[Problem details]: List each line of the data in which the string "ScoreBasis" appears.

[Exercise input]:
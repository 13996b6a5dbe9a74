//! End-to-end pipeline tests against mocked upstream feeds.

use std::sync::Arc;

use chrono::{Duration, Utc};
use serde_json::json;
use uuid::Uuid;
use wiremock::matchers::{method, path, path_regex, query_param};
use wiremock::{Mock, MockServer, ResponseTemplate};

use fieldwatch::alerts::AlertCondition;
use fieldwatch::build_runner;
use fieldwatch::config::AppConfig;
use fieldwatch::geo::{Point, Polygon};
use fieldwatch::handlers::AppState;
use fieldwatch::storage::Storage;
use fieldwatch::models::{
    AlertKind, AlertSeverity, CropType, FieldRecord, FireRiskLevel, HealthStatus, ScoreBasis,
};
use fieldwatch::runner::{BatchRunner, TaskKind};
use fieldwatch::server::build_router;
use fieldwatch::storage::InMemoryStorage;

/// Half-degree square with an exactly representable centroid, so mocks can
/// match on the longitude query parameter.
fn square(origin_lon: f64) -> Polygon {
    Polygon::new(vec![
        Point::new(origin_lon, 0.0),
        Point::new(origin_lon + 0.5, 0.0),
        Point::new(origin_lon + 0.5, 0.5),
        Point::new(origin_lon, 0.5),
    ])
    .unwrap()
}

fn field(origin_lon: f64) -> FieldRecord {
    FieldRecord {
        id: Uuid::new_v4(),
        name: format!("field-{origin_lon}"),
        boundary: Some(square(origin_lon)),
        crop_type: CropType::Wheat,
        planting_date: None,
        active: true,
    }
}

fn test_config(server_uri: &str, extra: Vec<(&'static str, &'static str)>) -> AppConfig {
    let base = format!("{server_uri}/");
    AppConfig::from_lookup(move |key| {
        let suffix = key.strip_prefix("FIELDWATCH_")?;
        if let Some((_, value)) = extra.iter().find(|(k, _)| *k == suffix) {
            return Some(value.to_string());
        }
        match suffix {
            "WEATHER_BASE_URL" | "VEGETATION_BASE_URL" | "FIRE_BASE_URL" => Some(base.clone()),
            "FIRMS_API_KEY" => Some("testkey".to_string()),
            "RETRY_BASE_SECONDS" => Some("0".to_string()),
            "RETRY_JITTER_FACTOR" => Some("0".to_string()),
            _ => None,
        }
    })
    .expect("test config")
}

async fn runner_for(
    config: &AppConfig,
    fields: &[FieldRecord],
) -> (Arc<InMemoryStorage>, Arc<BatchRunner>) {
    let storage = Arc::new(InMemoryStorage::new());
    for f in fields {
        storage.add_field(f.clone()).await;
    }
    let runner = build_runner(config, storage.clone()).expect("runner");
    (storage, runner)
}

/// Daily point weather body covering the last three days with mild values.
fn power_body() -> serde_json::Value {
    let today = Utc::now().date_naive();
    let mut series = serde_json::Map::new();
    for name in [
        "T2M",
        "T2M_MAX",
        "T2M_MIN",
        "RH2M",
        "PRECTOTCORR",
        "WS2M",
        "ALLSKY_SFC_SW_DWN",
    ] {
        let mut days = serde_json::Map::new();
        for offset in 0..3 {
            let date = today - Duration::days(offset);
            let value = match name {
                "T2M_MAX" => 24.0,
                "T2M_MIN" => 12.0,
                "PRECTOTCORR" => 1.5,
                "RH2M" => 60.0,
                "WS2M" => 3.0,
                "ALLSKY_SFC_SW_DWN" => 20.0,
                _ => 18.0,
            };
            days.insert(date.format("%Y%m%d").to_string(), json!(value));
        }
        series.insert(name.to_string(), serde_json::Value::Object(days));
    }
    json!({ "properties": { "parameter": series } })
}

fn modis_body(ndvi_raw: i64) -> serde_json::Value {
    let today = Utc::now().date_naive();
    json!({
        "subset": [{
            "calendar_date": today.format("%Y-%m-%d").to_string(),
            "band": "250m_16_days_NDVI",
            "data": [ndvi_raw, ndvi_raw]
        }]
    })
}

/// FIRMS CSV with hotspots east of the square at the given distances (km).
fn firms_csv(east_edge_lon: f64, distances_km: &[f64]) -> String {
    let today = Utc::now().date_naive().format("%Y-%m-%d").to_string();
    let mut csv =
        String::from("latitude,longitude,brightness,acq_date,acq_time,confidence,frp\n");
    for km in distances_km {
        let lon = east_edge_lon + km / 111.0;
        csv.push_str(&format!("0.25,{lon:.6},330.0,{today},1200,80,10.0\n"));
    }
    csv
}

#[tokio::test]
async fn strong_ndvi_scores_excellent() {
    let server = MockServer::start().await;
    Mock::given(method("GET"))
        .and(path("/MOD13Q1/subset"))
        .respond_with(ResponseTemplate::new(200).set_body_json(modis_body(8200)))
        .mount(&server)
        .await;

    let config = test_config(&server.uri(), vec![]);
    let f = field(0.0);
    let (storage, runner) = runner_for(&config, &[f.clone()]).await;

    let result = runner
        .run_batch(vec![f.clone()], TaskKind::HealthRefresh, false)
        .await;
    assert_eq!(result.succeeded, vec![f.id]);

    let score = storage.latest_health_score(f.id).await.expect("score");
    assert!((score.score - 91.0).abs() < 1e-6, "score was {}", score.score);
    assert_eq!(score.status, HealthStatus::Excellent);
    assert_eq!(score.basis, ScoreBasis::VegetationAndWeather);
    assert!(storage.alerts_for_field(f.id).await.unwrap().is_empty());
}

#[tokio::test]
async fn no_observations_persists_nothing() {
    let server = MockServer::start().await;
    Mock::given(method("GET"))
        .and(path("/MOD13Q1/subset"))
        .respond_with(ResponseTemplate::new(200).set_body_json(json!({ "subset": [] })))
        .mount(&server)
        .await;

    let config = test_config(&server.uri(), vec![]);
    let f = field(0.0);
    let (storage, runner) = runner_for(&config, &[f.clone()]).await;

    let result = runner
        .run_batch(vec![f.clone()], TaskKind::HealthRefresh, false)
        .await;

    // Too little data is a normal outcome, not a failure.
    assert_eq!(result.succeeded, vec![f.id]);
    assert!(storage.latest_health_score(f.id).await.is_none());
    assert!(storage.alerts_for_field(f.id).await.unwrap().is_empty());
}

#[tokio::test]
async fn fire_escalation_reopens_alert_at_higher_severity() {
    let server = MockServer::start().await;
    let east_edge = 0.5;

    // First check: two hotspots about 1.5 km out, a moderate situation.
    Mock::given(method("GET"))
        .and(path_regex("^/api/area/csv/testkey/"))
        .respond_with(
            ResponseTemplate::new(200).set_body_string(firms_csv(east_edge, &[1.5, 1.8])),
        )
        .up_to_n_times(1)
        .mount(&server)
        .await;
    // Second check: four hotspots, the nearest 300 m from the boundary.
    Mock::given(method("GET"))
        .and(path_regex("^/api/area/csv/testkey/"))
        .respond_with(
            ResponseTemplate::new(200)
                .set_body_string(firms_csv(east_edge, &[0.3, 3.0, 3.5, 4.0])),
        )
        .mount(&server)
        .await;

    let config = test_config(&server.uri(), vec![]);
    let f = field(0.0);
    let (storage, runner) = runner_for(&config, &[f.clone()]).await;

    runner
        .run_batch(vec![f.clone()], TaskKind::FireCheck, false)
        .await;
    let risk = storage.latest_fire_risk(f.id).await.expect("risk");
    assert_eq!(risk.risk_level, FireRiskLevel::Moderate);
    let alerts = storage.alerts_for_field(f.id).await.unwrap();
    assert_eq!(alerts.len(), 1);
    assert_eq!(alerts[0].severity, AlertSeverity::Medium);
    assert!(alerts[0].is_open());

    // Force bypasses the fire cache window.
    runner
        .run_batch(vec![f.clone()], TaskKind::FireCheck, true)
        .await;
    let risk = storage.latest_fire_risk(f.id).await.expect("risk");
    assert_eq!(risk.risk_level, FireRiskLevel::High);
    let nearest = risk.nearest_distance_km.expect("nearest");
    assert!((nearest - 0.3).abs() < 0.05, "nearest was {nearest}");

    // The moderate alert was resolved and a fresh high one opened.
    let alerts = storage.alerts_for_field(f.id).await.unwrap();
    assert_eq!(alerts.len(), 2);
    let resolved: Vec<_> = alerts.iter().filter(|a| !a.is_open()).collect();
    let open: Vec<_> = alerts.iter().filter(|a| a.is_open()).collect();
    assert_eq!(resolved.len(), 1);
    assert_eq!(resolved[0].severity, AlertSeverity::Medium);
    assert_eq!(open.len(), 1);
    assert_eq!(open[0].severity, AlertSeverity::High);
    assert_eq!(open[0].dedup_key, resolved[0].dedup_key);
    assert_ne!(open[0].id, resolved[0].id);
}

#[tokio::test]
async fn upstream_timeout_only_fails_that_field() {
    let server = MockServer::start().await;
    // Field A's centroid longitude times out; field B answers normally.
    Mock::given(method("GET"))
        .and(path("/api/temporal/daily/point"))
        .and(query_param("longitude", "0.25"))
        .respond_with(
            ResponseTemplate::new(200)
                .set_body_json(power_body())
                .set_delay(std::time::Duration::from_secs(3)),
        )
        .mount(&server)
        .await;
    Mock::given(method("GET"))
        .and(path("/api/temporal/daily/point"))
        .and(query_param("longitude", "1.25"))
        .respond_with(ResponseTemplate::new(200).set_body_json(power_body()))
        .mount(&server)
        .await;

    let config = test_config(
        &server.uri(),
        vec![
            ("REQUEST_TIMEOUT_SECONDS", "1"),
            ("RETRY_MAX_ATTEMPTS", "1"),
        ],
    );
    let field_a = field(0.0);
    let field_b = field(1.0);
    let (storage, runner) = runner_for(&config, &[field_a.clone(), field_b.clone()]).await;

    let result = runner
        .run_batch(
            vec![field_a.clone(), field_b.clone()],
            TaskKind::WeatherRefresh,
            false,
        )
        .await;

    assert_eq!(result.succeeded, vec![field_b.id]);
    assert_eq!(result.failed.len(), 1);
    assert_eq!(result.failed[0].field_id, field_a.id);
    assert_eq!(result.failed[0].class, "transient");
    assert!(result.not_attempted.is_empty());

    // B's pipeline ran to completion: mild weather with no vegetation sample
    // yields no score, and nothing alerted.
    assert!(storage.latest_health_score(field_b.id).await.is_none());
    assert!(storage.alerts_for_field(field_b.id).await.unwrap().is_empty());
}

#[tokio::test]
async fn rerun_within_cache_window_calls_upstream_once() {
    let server = MockServer::start().await;
    Mock::given(method("GET"))
        .and(path("/api/temporal/daily/point"))
        .respond_with(ResponseTemplate::new(200).set_body_json(power_body()))
        .expect(1)
        .mount(&server)
        .await;

    let config = test_config(&server.uri(), vec![]);
    let f = field(0.0);
    let (_storage, runner) = runner_for(&config, &[f.clone()]).await;

    for _ in 0..2 {
        let result = runner
            .run_batch(vec![f.clone()], TaskKind::WeatherRefresh, false)
            .await;
        assert_eq!(result.succeeded, vec![f.id]);
    }
    // Mock expectation (exactly one upstream call) is verified on drop.
}

#[tokio::test]
async fn severe_heat_opens_weather_alert() {
    let server = MockServer::start().await;
    let today = Utc::now().date_naive();
    let mut body = power_body();
    // Push one day's maximum far beyond the wheat band.
    let key = today.format("%Y%m%d").to_string();
    body["properties"]["parameter"]["T2M_MAX"][key.as_str()] = json!(39.0);
    Mock::given(method("GET"))
        .and(path("/api/temporal/daily/point"))
        .respond_with(ResponseTemplate::new(200).set_body_json(body))
        .mount(&server)
        .await;

    let config = test_config(&server.uri(), vec![]);
    let f = field(0.0);
    let (storage, runner) = runner_for(&config, &[f.clone()]).await;

    runner
        .run_batch(vec![f.clone()], TaskKind::WeatherRefresh, false)
        .await;

    let alerts = storage.alerts_for_field(f.id).await.unwrap();
    assert_eq!(alerts.len(), 1);
    assert_eq!(alerts[0].kind, AlertKind::Weather);
    assert_eq!(alerts[0].severity, AlertSeverity::Medium);
    assert_eq!(alerts[0].dedup_key, "heat_stress");
}

#[tokio::test]
async fn http_surface_triggers_tasks_and_resolves_alerts() {
    let server = MockServer::start().await;
    Mock::given(method("GET"))
        .and(path("/api/temporal/daily/point"))
        .respond_with(ResponseTemplate::new(200).set_body_json(power_body()))
        .mount(&server)
        .await;

    let config = test_config(&server.uri(), vec![]);
    let f = field(0.0);
    let (_storage, runner) = runner_for(&config, &[f.clone()]).await;

    let listener = tokio::net::TcpListener::bind("127.0.0.1:0").await.unwrap();
    let addr = listener.local_addr().unwrap();
    let router = build_router(AppState {
        runner: runner.clone(),
    });
    tokio::spawn(async move {
        axum::serve(listener, router).await.unwrap();
    });
    let client = reqwest::Client::new();

    let health = client
        .get(format!("http://{addr}/healthz"))
        .send()
        .await
        .unwrap();
    assert_eq!(health.status(), 200);

    let trigger: serde_json::Value = client
        .post(format!("http://{addr}/fields/{}/tasks/weather", f.id))
        .send()
        .await
        .unwrap()
        .json()
        .await
        .unwrap();
    assert_eq!(trigger["succeeded"][0], json!(f.id.to_string()));

    let unknown = client
        .post(format!(
            "http://{addr}/fields/{}/tasks/weather",
            Uuid::new_v4()
        ))
        .send()
        .await
        .unwrap();
    assert_eq!(unknown.status(), 404);

    let bad_task = client
        .post(format!("http://{addr}/fields/{}/tasks/plough", f.id))
        .send()
        .await
        .unwrap();
    assert_eq!(bad_task.status(), 400);

    // Raise an alert directly, then resolve it over the API.
    runner
        .pipeline()
        .alerts()
        .raise(AlertCondition {
            field_id: f.id,
            kind: AlertKind::Fire,
            severity: AlertSeverity::High,
            dedup_key: "fire_hotspots_near_boundary".to_string(),
            title: "Fire detected near field".to_string(),
        })
        .await
        .unwrap();

    let alerts: Vec<serde_json::Value> = client
        .get(format!("http://{addr}/fields/{}/alerts", f.id))
        .send()
        .await
        .unwrap()
        .json()
        .await
        .unwrap();
    assert_eq!(alerts.len(), 1);
    let alert_id = alerts[0]["id"].as_str().unwrap().to_string();

    let resolved: serde_json::Value = client
        .post(format!("http://{addr}/alerts/{alert_id}/resolve"))
        .send()
        .await
        .unwrap()
        .json()
        .await
        .unwrap();
    assert!(!resolved["resolved_at"].is_null());

    let alerts: Vec<serde_json::Value> = client
        .get(format!("http://{addr}/fields/{}/alerts", f.id))
        .send()
        .await
        .unwrap()
        .json()
        .await
        .unwrap();
    assert!(!alerts[0]["resolved_at"].is_null());
}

[Solution for this task]:
    AlertKind, AlertSeverity, CropType, FieldRecord, FireRiskLevel, HealthStatus, ScoreBasis,
    assert_eq!(score.basis, ScoreBasis::VegetationAndWeather);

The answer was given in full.